We will be authenticating both users and devices. We are also trying to unify a lot of older systems/tools to use a single user authentication mechanism for better accounting and security (by unify I generally mean re-write).

I'll try describe our general scenario without too much faff. I'm working for a small ISP that mostly uses radio, but also fiber delivery. We're not a mobile carrier. A picture speaks a thousand words and this one pretty much sums up what our infrastructure looks like:

exalt2

We have a lot of equipment, from several vendors, and the only thing that's somewhat standardised in managing them is, of course, RADIUS.

Managing a wireless network is and isn't as simple as a fiber or pots based networks. We need several levels of support engineers to login to devices at every node in the network, with different levels of access based on device type, etc. We also need devices to be automatically configured based on several factors, i.e. data limit reached, etc.

We're building a network management system from scratch that covers everything from sales, support and accounting, to a customer portal for managing their own data packages (down the road). This may sound like a monolithic monster, but we are actually being as modular as possible, however the one part that we really want to have completely unified is our AAA.

We decided to go with Django to host our webservices API for the new system, and RADIUS we cannot avoid, so that's what has me looking at packages such as this.

We're going to have to build a non-trival system to manage our network, and we're trying to find the best basis to build that system upon. There's no out of the box solution to our needs (open-source at least), and in terms of Django + RADIUS, your package appears to be the only one that provides at least some sort of starting point.

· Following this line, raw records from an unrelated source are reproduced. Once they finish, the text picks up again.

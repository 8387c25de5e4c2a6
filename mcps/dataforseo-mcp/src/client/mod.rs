//! DataForSEO API access
//!
//! This module provides a trait-based abstraction over the two endpoints the
//! tools use, plus the task and response envelope shapes they share.
//! [`http::DataForSeoClient`] is the real implementation.

use async_trait::async_trait;
use serde::{Deserialize, Serialize};
use serde_json::Value;

use crate::types::SearchEngine;

pub mod error;
pub mod http;

pub use error::{BackendError, BackendResult};
pub use http::DataForSeoClient;

/// Status code DataForSEO uses for success
pub const STATUS_OK: i64 = 20000;

/// Codes from here up are failures
const FIRST_ERROR_STATUS: i64 = 40000;

pub const KEYWORD_IDEAS_PATH: &str = "/v3/dataforseo_labs/google/keyword_ideas/live";

/// Organic results endpoint for `engine`
pub fn serp_organic_path(engine: SearchEngine) -> String {
    format!("/v3/serp/{}/organic/live/advanced", engine.as_str())
}

/// Trait for DataForSEO backends
///
/// Implementations return the raw envelope; item extraction and status
/// checks happen in [`ApiResponse::into_items`].
#[async_trait]
pub trait DataForSeoApi: Send + Sync {
    /// Get the name of this backend
    fn name(&self) -> &str;

    /// Labs keyword ideas for Google
    async fn keyword_ideas(&self, task: &KeywordIdeasTask) -> BackendResult<ApiResponse>;

    /// Live organic results for `engine`
    async fn serp_organic(
        &self,
        engine: SearchEngine,
        task: &SerpOrganicTask,
    ) -> BackendResult<ApiResponse>;
}

/// Task body for the keyword ideas endpoint
#[derive(Debug, Clone, PartialEq, Serialize, Deserialize)]
pub struct KeywordIdeasTask {
    pub keywords: Vec<String>,
    pub location_name: String,
    pub language_code: String,
    pub limit: u32,
}

/// Task body for the organic results endpoint
#[derive(Debug, Clone, PartialEq, Serialize, Deserialize)]
pub struct SerpOrganicTask {
    pub keyword: String,
    pub location_name: String,
    pub language_code: String,
    pub depth: u32,
}

/// Top-level response envelope; every level may be missing
#[derive(Debug, Clone, Default, Deserialize)]
pub struct ApiResponse {
    #[serde(default)]
    pub status_code: Option<i64>,
    #[serde(default)]
    pub status_message: Option<String>,
    #[serde(default)]
    pub tasks: Option<Vec<ApiTask>>,
}

#[derive(Debug, Clone, Default, Deserialize)]
pub struct ApiTask {
    #[serde(default)]
    pub status_code: Option<i64>,
    #[serde(default)]
    pub status_message: Option<String>,
    #[serde(default)]
    pub result: Option<Vec<Option<ResultBlock>>>,
}

#[derive(Debug, Clone, Default, Deserialize)]
pub struct ResultBlock {
    #[serde(default)]
    pub items: Option<Vec<Value>>,
}

fn check_status(code: Option<i64>, message: Option<&str>) -> BackendResult<()> {
    match code {
        Some(code) if code >= FIRST_ERROR_STATUS => Err(BackendError::Api {
            code,
            message: message.unwrap_or("no status message").to_string(),
        }),
        _ => Ok(()),
    }
}

impl ApiResponse {
    /// Items of the first task's first result block
    ///
    /// Absent levels give an empty list. Error status codes on the envelope
    /// or the first task become [`BackendError::Api`].
    pub fn into_items(self) -> BackendResult<Vec<Value>> {
        check_status(self.status_code, self.status_message.as_deref())?;

        let Some(task) = self.tasks.and_then(|tasks| tasks.into_iter().next()) else {
            return Ok(Vec::new());
        };
        check_status(task.status_code, task.status_message.as_deref())?;

        Ok(task
            .result
            .and_then(|blocks| blocks.into_iter().next())
            .flatten()
            .and_then(|block| block.items)
            .unwrap_or_default())
    }
}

I understand your goals a bit better now, and although they're not exactly aligned with ours, I think there is scope here to generalise parts the project to create a platform for building out more specialised systems.

Hope that helps, and looking forward to seeing where this package goes!

Rich.

nemesifier commented 6 years ago

@daverickdunn thank you very much for the nice explanation and image! :+1:

Helping you in doing what you are doing is one of the goals of OpenWISP 2, so I'd like to make sure we get this done in a way that works well for all of us.

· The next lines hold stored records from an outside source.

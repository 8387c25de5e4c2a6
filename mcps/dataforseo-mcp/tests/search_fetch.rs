//! Search -> store -> fetch behaviour against an in-memory backend
//!
//! The backend returns canned envelopes and records the tasks it was sent,
//! so these tests cover request shaping, stub mapping and fetch lookups
//! without network access.

use dataforseo_mcp::client::{
    ApiResponse, BackendError, BackendResult, KeywordIdeasTask, SerpOrganicTask,
};
use dataforseo_mcp::types::SearchEngine;
use dataforseo_mcp::{
    DataForSeoApi, DataForSeoMcpServer, EmbeddableError, EmbeddableMcp, ResultStore,
};
use mcp_common::{async_trait, CallToolResult, ToolErrorBody};
use rmcp::model::RawContent;
use serde_json::{json, Value};
use std::sync::{Arc, Mutex};

#[derive(Debug, Clone, PartialEq)]
enum Call {
    Labs(KeywordIdeasTask),
    Serp(SearchEngine, SerpOrganicTask),
}

/// Backend returning the same items for every call
struct CannedBackend {
    items: Vec<Value>,
    fail: bool,
    calls: Mutex<Vec<Call>>,
}

impl CannedBackend {
    fn with_items(items: Vec<Value>) -> Arc<Self> {
        Arc::new(Self {
            items,
            fail: false,
            calls: Mutex::new(Vec::new()),
        })
    }

    fn failing() -> Arc<Self> {
        Arc::new(Self {
            items: Vec::new(),
            fail: true,
            calls: Mutex::new(Vec::new()),
        })
    }

    fn envelope(&self) -> BackendResult<ApiResponse> {
        if self.fail {
            return Err(BackendError::Status {
                status: 503,
                body: "service unavailable".to_string(),
            });
        }
        Ok(serde_json::from_value(json!({
            "status_code": 20000,
            "tasks": [{ "status_code": 20000, "result": [{ "items": self.items }] }]
        }))?)
    }

    fn calls(&self) -> Vec<Call> {
        self.calls.lock().unwrap().clone()
    }
}

#[async_trait]
impl DataForSeoApi for CannedBackend {
    fn name(&self) -> &str {
        "canned"
    }

    async fn keyword_ideas(&self, task: &KeywordIdeasTask) -> BackendResult<ApiResponse> {
        self.calls.lock().unwrap().push(Call::Labs(task.clone()));
        self.envelope()
    }

    async fn serp_organic(
        &self,
        engine: SearchEngine,
        task: &SerpOrganicTask,
    ) -> BackendResult<ApiResponse> {
        self.calls
            .lock()
            .unwrap()
            .push(Call::Serp(engine, task.clone()));
        self.envelope()
    }
}

fn server_with(backend: Arc<CannedBackend>) -> DataForSeoMcpServer {
    DataForSeoMcpServer::new(backend, ResultStore::new())
}

fn body(result: &CallToolResult) -> Value {
    match &result.content[0].raw {
        RawContent::Text(t) => serde_json::from_str(&t.text).unwrap(),
        _ => panic!("expected text content"),
    }
}

async fn call(server: &DataForSeoMcpServer, tool: &str, params: Value) -> CallToolResult {
    server.call_tool(tool, params).await.unwrap()
}

#[tokio::test]
async fn serp_search_then_fetch_returns_raw_item() {
    let item = json!({ "title": "A", "url": "http://a", "description": "d" });
    let backend = CannedBackend::with_items(vec![item.clone()]);
    let server = server_with(backend.clone());

    let result = call(
        &server,
        "search",
        json!({ "query": "shoes", "source": "serp", "search_engine": "google" }),
    )
    .await;
    assert!(!result.is_error.unwrap_or(false));

    let results = body(&result)["results"].as_array().unwrap().clone();
    assert_eq!(results.len(), 1);
    let id = results[0]["id"].as_str().unwrap().to_string();
    assert_eq!(
        results[0],
        json!({ "id": id, "title": "A", "text": "d", "url": "http://a" })
    );

    let fetched = body(&call(&server, "fetch", json!({ "id": id })).await);
    assert_eq!(
        fetched,
        json!({
            "id": id,
            "title": "A",
            "text": "d",
            "url": "http://a",
            "metadata": item
        })
    );
}

#[tokio::test]
async fn serp_request_uses_defaults() {
    let backend = CannedBackend::with_items(vec![]);
    let server = server_with(backend.clone());

    call(&server, "search", json!({ "query": "shoes" })).await;

    assert_eq!(
        backend.calls(),
        vec![Call::Serp(
            SearchEngine::Google,
            SerpOrganicTask {
                keyword: "shoes".to_string(),
                location_name: "United States".to_string(),
                language_code: "en".to_string(),
                depth: 10,
            }
        )]
    );
}

#[tokio::test]
async fn serp_request_honours_engine_and_depth() {
    let backend = CannedBackend::with_items(vec![]);
    let server = server_with(backend.clone());

    call(
        &server,
        "search",
        json!({
            "query": "shoes",
            "search_engine": "bing",
            "depth": 700,
            "language_code": "fr",
            "location_name": "France"
        }),
    )
    .await;

    match &backend.calls()[0] {
        Call::Serp(engine, task) => {
            assert_eq!(*engine, SearchEngine::Bing);
            assert_eq!(task.depth, 700);
            assert_eq!(task.language_code, "fr");
            assert_eq!(task.location_name, "France");
        }
        other => panic!("expected serp call, got {:?}", other),
    }
}

#[tokio::test]
async fn serp_text_falls_back_to_snippet_then_empty() {
    let backend = CannedBackend::with_items(vec![
        json!({ "title": "B", "url": "http://b", "snippet": "s" }),
        json!({ "title": "C", "url": "http://c" }),
    ]);
    let server = server_with(backend);

    let results = body(&call(&server, "search", json!({ "query": "q" })).await)["results"].clone();

    assert_eq!(results[0]["text"], "s");
    assert_eq!(results[1]["text"], "");
}

#[tokio::test]
async fn serp_empty_title_and_url_pass_through() {
    let item = json!({ "title": "", "url": "", "description": "d" });
    let server = server_with(CannedBackend::with_items(vec![item.clone()]));

    let stub = body(&call(&server, "search", json!({ "query": "q" })).await)["results"][0].clone();
    assert_eq!(stub["title"], "");
    assert_eq!(stub["url"], "");
    assert_eq!(stub["text"], "d");

    let fetched = body(&call(&server, "fetch", json!({ "id": stub["id"] })).await);
    assert_eq!(fetched["title"], "");
    assert_eq!(fetched["url"], "");
    assert_eq!(fetched["metadata"], item);
}

#[tokio::test]
async fn results_preserve_backend_order_with_unique_ids() {
    let items: Vec<Value> = (0..5)
        .map(|n| json!({ "title": format!("t{}", n), "url": format!("http://{}", n) }))
        .collect();
    let server = server_with(CannedBackend::with_items(items));

    let results = body(&call(&server, "search", json!({ "query": "q" })).await)["results"].clone();
    let results = results.as_array().unwrap();

    let titles: Vec<&str> = results.iter().map(|r| r["title"].as_str().unwrap()).collect();
    assert_eq!(titles, vec!["t0", "t1", "t2", "t3", "t4"]);

    let mut ids: Vec<&str> = results.iter().map(|r| r["id"].as_str().unwrap()).collect();
    ids.sort();
    ids.dedup();
    assert_eq!(ids.len(), 5);
    assert_eq!(server.store().len(), 5);
}

#[tokio::test]
async fn labs_search_maps_keyword_ideas() {
    let backend = CannedBackend::with_items(vec![json!({
        "keyword": "running shoes",
        "keyword_info": { "search_volume": 1000 }
    })]);
    let server = server_with(backend.clone());

    let result = call(
        &server,
        "search",
        json!({ "query": "running shoes", "source": "labs", "limit": 5 }),
    )
    .await;
    let stub = body(&result)["results"][0].clone();

    assert_eq!(stub["title"], "running shoes");
    assert_eq!(stub["text"], "search volume: 1000");
    assert_eq!(stub["url"], Value::Null);
    assert!(stub.as_object().unwrap().contains_key("url"));

    assert_eq!(
        backend.calls(),
        vec![Call::Labs(KeywordIdeasTask {
            keywords: vec!["running shoes".to_string()],
            location_name: "United States".to_string(),
            language_code: "en".to_string(),
            limit: 5,
        })]
    );
}

#[tokio::test]
async fn labs_title_falls_back_to_keyword_data() {
    let backend = CannedBackend::with_items(vec![json!({
        "keyword_data": { "keyword": "trail shoes" }
    })]);
    let server = server_with(backend);

    let stub = body(&call(&server, "search", json!({ "query": "q", "source": "labs" })).await)
        ["results"][0]
        .clone();

    assert_eq!(stub["title"], "trail shoes");
    assert_eq!(stub["text"], "search volume: ");
}

#[tokio::test]
async fn labs_item_fetch_returns_full_record() {
    let item = json!({ "keyword": "boots", "keyword_info": { "search_volume": null } });
    let server = server_with(CannedBackend::with_items(vec![item.clone()]));

    let stub = body(&call(&server, "search", json!({ "query": "q", "source": "labs" })).await)
        ["results"][0]
        .clone();
    assert_eq!(stub["text"], "search volume: ");

    let fetched = body(&call(&server, "fetch", json!({ "id": stub["id"] })).await);
    assert_eq!(fetched["metadata"], item);
    assert_eq!(fetched["text"], "");
    assert_eq!(fetched["url"], Value::Null);
}

#[tokio::test]
async fn fetch_unknown_id_is_error_result() {
    let server = server_with(CannedBackend::with_items(vec![]));

    let result = call(&server, "fetch", json!({ "id": "nonexistent" })).await;

    assert_eq!(result.is_error, Some(true));
    let error: ToolErrorBody = serde_json::from_value(body(&result)).unwrap();
    assert_eq!(error.error, "unknown id");
}

#[tokio::test]
async fn backend_failure_is_error_result() {
    let server = server_with(CannedBackend::failing());

    let result = call(&server, "search", json!({ "query": "q" })).await;

    assert_eq!(result.is_error, Some(true));
    let error: ToolErrorBody = serde_json::from_value(body(&result)).unwrap();
    assert!(error.error.contains("503"));
    assert!(server.store().is_empty());
}

#[tokio::test]
async fn out_of_range_params_never_reach_backend() {
    let backend = CannedBackend::with_items(vec![json!({ "title": "A" })]);
    let server = server_with(backend.clone());

    for params in [
        json!({ "query": "q", "depth": 9 }),
        json!({ "query": "q", "depth": 701 }),
        json!({ "query": "q", "source": "labs", "limit": 0 }),
        json!({ "query": "q", "source": "labs", "limit": 1001 }),
    ] {
        let result = server.call_tool("search", params).await;
        assert!(matches!(result, Err(EmbeddableError::InvalidParams(_))));
    }

    assert!(backend.calls().is_empty());
    assert!(server.store().is_empty());
}

#[tokio::test]
async fn store_is_shared_across_server_clones() {
    let server = server_with(CannedBackend::with_items(vec![json!({ "title": "A" })]));
    let other = server.clone();

    let id = body(&call(&server, "search", json!({ "query": "q" })).await)["results"][0]["id"]
        .clone();
    let fetched = call(&other, "fetch", json!({ "id": id })).await;

    assert!(!fetched.is_error.unwrap_or(false));
}

#[tokio::test(flavor = "multi_thread", worker_threads = 4)]
async fn concurrent_searches_keep_every_record() {
    let server = server_with(CannedBackend::with_items(vec![
        json!({ "title": "A", "url": "http://a" }),
        json!({ "title": "B", "url": "http://b" }),
    ]));

    let handles: Vec<_> = (0..16)
        .map(|n| {
            let server = server.clone();
            tokio::spawn(async move {
                let result = server
                    .call_tool("search", json!({ "query": format!("q{}", n) }))
                    .await
                    .unwrap();
                body(&result)["results"].as_array().unwrap().clone()
            })
        })
        .collect();

    let mut stubs = Vec::new();
    for handle in handles {
        stubs.extend(handle.await.unwrap());
    }
    assert_eq!(stubs.len(), 32);
    assert_eq!(server.store().len(), 32);

    for stub in stubs {
        let fetched = body(&call(&server, "fetch", json!({ "id": stub["id"] })).await);
        assert_eq!(fetched["title"], stub["title"]);
    }
}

Maybe you could discover more open source modules you can reuse within the OpenWISP and NetJSON ecosystems, if you have time I suggest you to take a look at this presentation: OpenWISP 2 @ OpenWRT Summit 2017 Slides with the embedded videos are also available.

These two ecosystems are not mature yet, but I'm having a lot of positive feedback about the idea so we just need more time, constructive criticism and new contributors to improve it. I'm sure more resources will be available to accelerate this process if we spread the word.